Joseph Tucker (c. 1760 – 1838) was joint Surveyor of the Navy alongside Robert Seppings from 1813 until his retirement in 1831.

==Biography==
Tucker was the son of Benjamin Tucker, of Crediton, Devon by his wife Rachel (née Lyne, of that family of Liskeard, and a cousin of Stephens Lyne-Stephens, considered at one time to be England's richest commoner) and brother of another Benjamin Tucker (1762-1829), of Trematon Castle, who served as Surveyor General for Cornwall and Second Secretary to the Admiralty, having previously served as secretary to the Earl St Vincent throughout his service in the Mediterranean. The Tucker family can be traced back to John Tucker, of Tavistock, Devon, who was living in the reign of Edward IV; his son and heir, Stephen, was subject to physical infirmities, and was accordingly granted by Henry VII, in a formal declaration, the right to wear his hat in the King's presence.
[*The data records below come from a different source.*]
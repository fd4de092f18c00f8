//! Text helpers for fitting cell contents into columns.

use unicode_width::{UnicodeWidthChar, UnicodeWidthStr};

/// Truncate `s` to at most `max_width` terminal columns, ending with `…`
/// when anything was cut.
pub fn truncate_to_width(s: &str, max_width: usize) -> String {
    if s.width() <= max_width {
        return s.to_string();
    }
    if max_width == 0 {
        return String::new();
    }

    let budget = max_width - 1;
    let mut used = 0;
    let mut out = String::new();
    for c in s.chars() {
        let w = c.width().unwrap_or(0);
        if used + w > budget {
            break;
        }
        used += w;
        out.push(c);
    }
    out.push('…');
    out
}

/// Display width of the widest string, or `min` if all are narrower.
pub fn max_width<'a, I>(items: I, min: usize) -> usize
where
    I: IntoIterator<Item = &'a str>,
{
    items.into_iter().map(|s| s.width()).fold(min, usize::max)
}
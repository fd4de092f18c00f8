//! Collection state and page arithmetic.

use std::ops::Range;

use crate::models::TickerRecord;

/// Number of records shown per page. Fixed for the lifetime of a view.
pub const PAGE_SIZE: usize = 10;

/// Load status of a collection view.
#[derive(Debug, Clone, Default, PartialEq, Eq)]
pub enum LoadStatus {
    /// Created, no load attempted yet
    #[default]
    Idle,
    /// The single fetch is in flight
    Loading,
    /// Records are available (possibly none)
    Ready,
    /// The fetch failed; `message` is the fixed user-facing text
    Failed { message: String },
}

impl LoadStatus {
    pub fn is_idle(&self) -> bool {
        matches!(self, LoadStatus::Idle)
    }

    pub fn is_loading(&self) -> bool {
        matches!(self, LoadStatus::Loading)
    }

    pub fn is_ready(&self) -> bool {
        matches!(self, LoadStatus::Ready)
    }

    pub fn is_failed(&self) -> bool {
        matches!(self, LoadStatus::Failed { .. })
    }

    /// Whether no further transition can happen.
    pub fn is_terminal(&self) -> bool {
        self.is_ready() || self.is_failed()
    }

    /// The error message, present only in `Failed`.
    pub fn error_message(&self) -> Option<&str> {
        match self {
            LoadStatus::Failed { message } => Some(message),
            _ => None,
        }
    }

    /// Short name for logs.
    pub fn label(&self) -> &'static str {
        match self {
            LoadStatus::Idle => "idle",
            LoadStatus::Loading => "loading",
            LoadStatus::Ready => "ready",
            LoadStatus::Failed { .. } => "failed",
        }
    }
}

/// Number of pages needed for `len` records: `ceil(len / page_size)`.
///
/// Zero records means zero pages.
pub fn page_count(len: usize, page_size: usize) -> usize {
    if page_size == 0 {
        return 0;
    }
    len.div_ceil(page_size)
}

/// Index range of the 1-based `page`, clipped to `len`.
///
/// ```
/// use coinpage::collection::page_bounds;
///
/// assert_eq!(page_bounds(1, 10, 25), 0..10);
/// assert_eq!(page_bounds(3, 10, 25), 20..25);
/// assert_eq!(page_bounds(1, 10, 0), 0..0);
/// ```
pub fn page_bounds(page: usize, page_size: usize, len: usize) -> Range<usize> {
    let start = page.saturating_sub(1).saturating_mul(page_size).min(len);
    let end = page.saturating_mul(page_size).min(len);
    start..end
}

/// State owned by one collection view.
///
/// Invariant: `1 <= current_page <= max(1, page_count())`. The page stays at
/// 1 when there are no records.
#[derive(Debug, Clone)]
pub struct CollectionState {
    records: Vec<TickerRecord>,
    status: LoadStatus,
    current_page: usize,
    page_size: usize,
}

impl CollectionState {
    /// Fresh state: idle, no records, page 1.
    pub fn new() -> Self {
        Self {
            records: Vec::new(),
            status: LoadStatus::Idle,
            current_page: 1,
            page_size: PAGE_SIZE,
        }
    }

    pub fn records(&self) -> &[TickerRecord] {
        &self.records
    }

    pub fn status(&self) -> &LoadStatus {
        &self.status
    }

    pub fn error_message(&self) -> Option<&str> {
        self.status.error_message()
    }

    pub fn current_page(&self) -> usize {
        self.current_page
    }

    pub fn page_size(&self) -> usize {
        self.page_size
    }

    pub fn page_count(&self) -> usize {
        page_count(self.records.len(), self.page_size)
    }

    /// Records on the current page. Recomputed on every call.
    pub fn visible_items(&self) -> &[TickerRecord] {
        &self.records[page_bounds(self.current_page, self.page_size, self.records.len())]
    }

    pub fn can_go_previous(&self) -> bool {
        self.current_page > 1
    }

    pub fn can_go_next(&self) -> bool {
        self.current_page < self.page_count()
    }

    pub(crate) fn begin_loading(&mut self) {
        self.status = LoadStatus::Loading;
    }

    pub(crate) fn complete(&mut self, records: Vec<TickerRecord>) {
        self.records = records;
        self.status = LoadStatus::Ready;
    }

    pub(crate) fn fail(&mut self, message: impl Into<String>) {
        self.records.clear();
        self.status = LoadStatus::Failed {
            message: message.into(),
        };
    }

    pub(crate) fn advance_page(&mut self) {
        self.current_page += 1;
    }

    pub(crate) fn retreat_page(&mut self) {
        self.current_page -= 1;
    }
}

impl Default for CollectionState {
    fn default() -> Self {
        Self::new()
    }
}

#[cfg(test)]
mod tests {
    use super::*;

    fn records(n: usize) -> Vec<TickerRecord> {
        (0..n)
            .map(|i| TickerRecord::new(i.to_string(), format!("Coin {}", i), "C", "1", "1"))
            .collect()
    }

    #[test]
    fn test_page_count() {
        assert_eq!(page_count(0, 10), 0);
        assert_eq!(page_count(1, 10), 1);
        assert_eq!(page_count(10, 10), 1);
        assert_eq!(page_count(11, 10), 2);
        assert_eq!(page_count(25, 10), 3);
        assert_eq!(page_count(100, 10), 10);
        assert_eq!(page_count(5, 0), 0);
    }

    #[test]
    fn test_page_bounds_clips_to_len() {
        assert_eq!(page_bounds(2, 10, 25), 10..20);
        assert_eq!(page_bounds(3, 10, 25), 20..25);
        assert_eq!(page_bounds(4, 10, 25), 25..25);
        assert_eq!(page_bounds(0, 10, 25), 0..0);
    }

    #[test]
    fn test_new_state() {
        let state = CollectionState::new();
        assert!(state.status().is_idle());
        assert_eq!(state.current_page(), 1);
        assert_eq!(state.page_size(), PAGE_SIZE);
        assert_eq!(state.page_count(), 0);
        assert!(state.visible_items().is_empty());
        assert!(!state.can_go_previous());
        assert!(!state.can_go_next());
    }

    #[test]
    fn test_complete_keeps_source_order() {
        let mut state = CollectionState::new();
        state.begin_loading();
        let input = vec![
            TickerRecord::new("b", "B", "B", "1", "1"),
            TickerRecord::new("a", "A", "A", "1", "1"),
        ];
        state.complete(input.clone());
        assert!(state.status().is_ready());
        assert_eq!(state.records(), input.as_slice());
    }

    #[test]
    fn test_fail_clears_records() {
        let mut state = CollectionState::new();
        state.begin_loading();
        state.fail("nope");
        assert!(state.records().is_empty());
        assert_eq!(state.error_message(), Some("nope"));
        assert!(state.status().is_terminal());
    }

    #[test]
    fn test_visible_items_follow_current_page() {
        let mut state = CollectionState::new();
        state.complete(records(25));
        assert_eq!(state.visible_items().len(), 10);
        assert_eq!(state.visible_items()[0].id, "0");

        state.advance_page();
        state.advance_page();
        assert_eq!(state.current_page(), 3);
        assert_eq!(state.visible_items().len(), 5);
        assert_eq!(state.visible_items()[0].id, "20");
        assert!(state.can_go_previous());
        assert!(!state.can_go_next());
    }

    #[test]
    fn test_status_helpers() {
        assert_eq!(LoadStatus::Idle.label(), "idle");
        assert_eq!(LoadStatus::Loading.label(), "loading");
        assert!(!LoadStatus::Loading.is_terminal());
        let failed = LoadStatus::Failed {
            message: "x".to_string(),
        };
        assert_eq!(failed.error_message(), Some("x"));
        assert_eq!(LoadStatus::Ready.error_message(), None);
    }
}
//! Concrete implementations of trait abstractions.
//!
//! # Adapters
//!
//! - [`ReqwestHttpClient`] - HTTP client using reqwest
//! - [`CoinLoreSource`] - Ticker listing from the CoinLore API
//!
//! # Mock Implementations
//!
//! The [`mock`] submodule provides test doubles:
//! - [`mock::MockHttpClient`] - Configurable HTTP responses
//! - [`mock::MockDataSource`] - Canned ticker results, optionally gated

pub mod coinlore;
pub mod mock;
pub mod reqwest_http;

pub use coinlore::{CoinLoreSource, DEFAULT_ENDPOINT};
pub use mock::{MockDataSource, MockHttpClient};
pub use reqwest_http::ReqwestHttpClient;
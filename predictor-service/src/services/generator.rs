//! Turns a topic or screenshot into one provider request and returns the reply.

use crate::config::GenerationSettings;
use crate::models::generation::GenerationRequest;
use crate::services::credentials::CredentialChain;
use crate::services::error::GenerationError;
use crate::services::metrics;
use crate::services::prompt::{topic_message, IMAGE_INSTRUCTION, SYSTEM_PROMPT};
use crate::services::providers::{ProviderRequest, TextProvider, UserContent};
use base64::{engine::general_purpose::STANDARD, Engine};
use std::fmt;
use std::sync::Arc;
use std::time::Instant;

/// Progress of a single `generate` call. Each call moves forward only.
#[derive(Debug, Clone, Copy, PartialEq, Eq)]
pub enum GenerationPhase {
    Idle,
    Validating,
    CredentialMissing,
    Sending,
    Succeeded,
    Failed,
}

impl fmt::Display for GenerationPhase {
    fn fmt(&self, f: &mut fmt::Formatter<'_>) -> fmt::Result {
        let name = match self {
            GenerationPhase::Idle => "idle",
            GenerationPhase::Validating => "validating",
            GenerationPhase::CredentialMissing => "credential_missing",
            GenerationPhase::Sending => "sending",
            GenerationPhase::Succeeded => "succeeded",
            GenerationPhase::Failed => "failed",
        };
        f.write_str(name)
    }
}

fn enter(phase: GenerationPhase, mode: &str) {
    tracing::debug!(phase = %phase, mode = mode, "Generation phase");
}

pub struct QuestionGenerator {
    provider: Arc<dyn TextProvider>,
    credentials: CredentialChain,
    model: String,
    max_tokens: u32,
}

impl QuestionGenerator {
    pub fn new(
        provider: Arc<dyn TextProvider>,
        credentials: CredentialChain,
        settings: &GenerationSettings,
    ) -> Self {
        Self {
            provider,
            credentials,
            model: settings.model.clone(),
            max_tokens: settings.max_tokens,
        }
    }

    pub fn provider_name(&self) -> &'static str {
        self.provider.name()
    }

    /// Whether an API key can currently be resolved.
    pub async fn has_credential(&self) -> bool {
        self.credentials.resolve().await.is_some()
    }

    /// Build the provider request: fixed system prompt plus one user turn.
    pub fn build_request(&self, request: &GenerationRequest) -> ProviderRequest {
        let content = match request {
            GenerationRequest::Topic(topic) => UserContent::Text(topic_message(topic)),
            GenerationRequest::Image(image) => UserContent::Image {
                media_type: image.media_type.as_str(),
                data: STANDARD.encode(&image.bytes),
                instruction: IMAGE_INSTRUCTION.to_string(),
            },
        };

        ProviderRequest {
            model: self.model.clone(),
            max_tokens: self.max_tokens,
            system: SYSTEM_PROMPT.to_string(),
            content,
        }
    }

    /// Resolve the key, send exactly one request and return the reply text
    /// verbatim. Topic validation is the caller's job.
    pub async fn generate(&self, request: &GenerationRequest) -> Result<String, GenerationError> {
        let mode = request.mode();
        enter(GenerationPhase::Idle, mode);
        enter(GenerationPhase::Validating, mode);

        let Some(api_key) = self.credentials.resolve().await else {
            enter(GenerationPhase::CredentialMissing, mode);
            tracing::error!(key = %self.credentials.key(), "API key not configured");
            return Err(GenerationError::MissingCredential {
                key: self.credentials.key().to_string(),
            });
        };

        let provider_request = self.build_request(request);
        enter(GenerationPhase::Sending, mode);

        let started = Instant::now();
        let result = self.provider.generate(&api_key, &provider_request).await;
        let elapsed = started.elapsed();
        metrics::observe_provider_latency(self.provider.name(), elapsed.as_secs_f64());

        match result {
            Ok(response) => {
                enter(GenerationPhase::Succeeded, mode);
                tracing::info!(
                    provider = self.provider.name(),
                    mode = mode,
                    input_tokens = response.input_tokens,
                    output_tokens = response.output_tokens,
                    stop_reason = response.stop_reason.as_deref().unwrap_or("-"),
                    elapsed_ms = elapsed.as_millis() as u64,
                    "Generation succeeded"
                );
                Ok(response.text)
            }
            Err(e) => {
                enter(GenerationPhase::Failed, mode);
                tracing::warn!(
                    provider = self.provider.name(),
                    mode = mode,
                    error = %e,
                    elapsed_ms = elapsed.as_millis() as u64,
                    "Generation failed"
                );
                Err(e.into())
            }
        }
    }
}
Tucker was appointed master shipwright of the Plymouth Dockyard in 1802. Having been appointed a Commissioner, in 1814, alongside Sir George Wood of the Royal Engineers and Admiral T. B. Martin, Tucker went to Antwerp to superintend the partition of the fleet and naval stores of the arsenal established there.

In 1809, Tucker designed a 170-gun ship with five tiers of guns, to be called the Duke of Kent; it was however never constructed. The National Maritime Museum states this was how he was best known.

Tucker married Jane A'Court; their third son, John Scott Tucker, married Unity Isabella, daughter of Lt Henry Hire, R.N., who served in the Mediterranean and commanded the convict ship at Bermuda, and one of their five daughters, Jane A'Court Tucker, married Robert Willis, of Mecklenburgh Square, London. One of their sons was Sir William Willis, Accountant-General of the Navy; William's second son, John Willis, was Bishop of Uganda from 1912 to 1934.

Tucker died in Mecklenburgh Square, London, on 23 November 1838.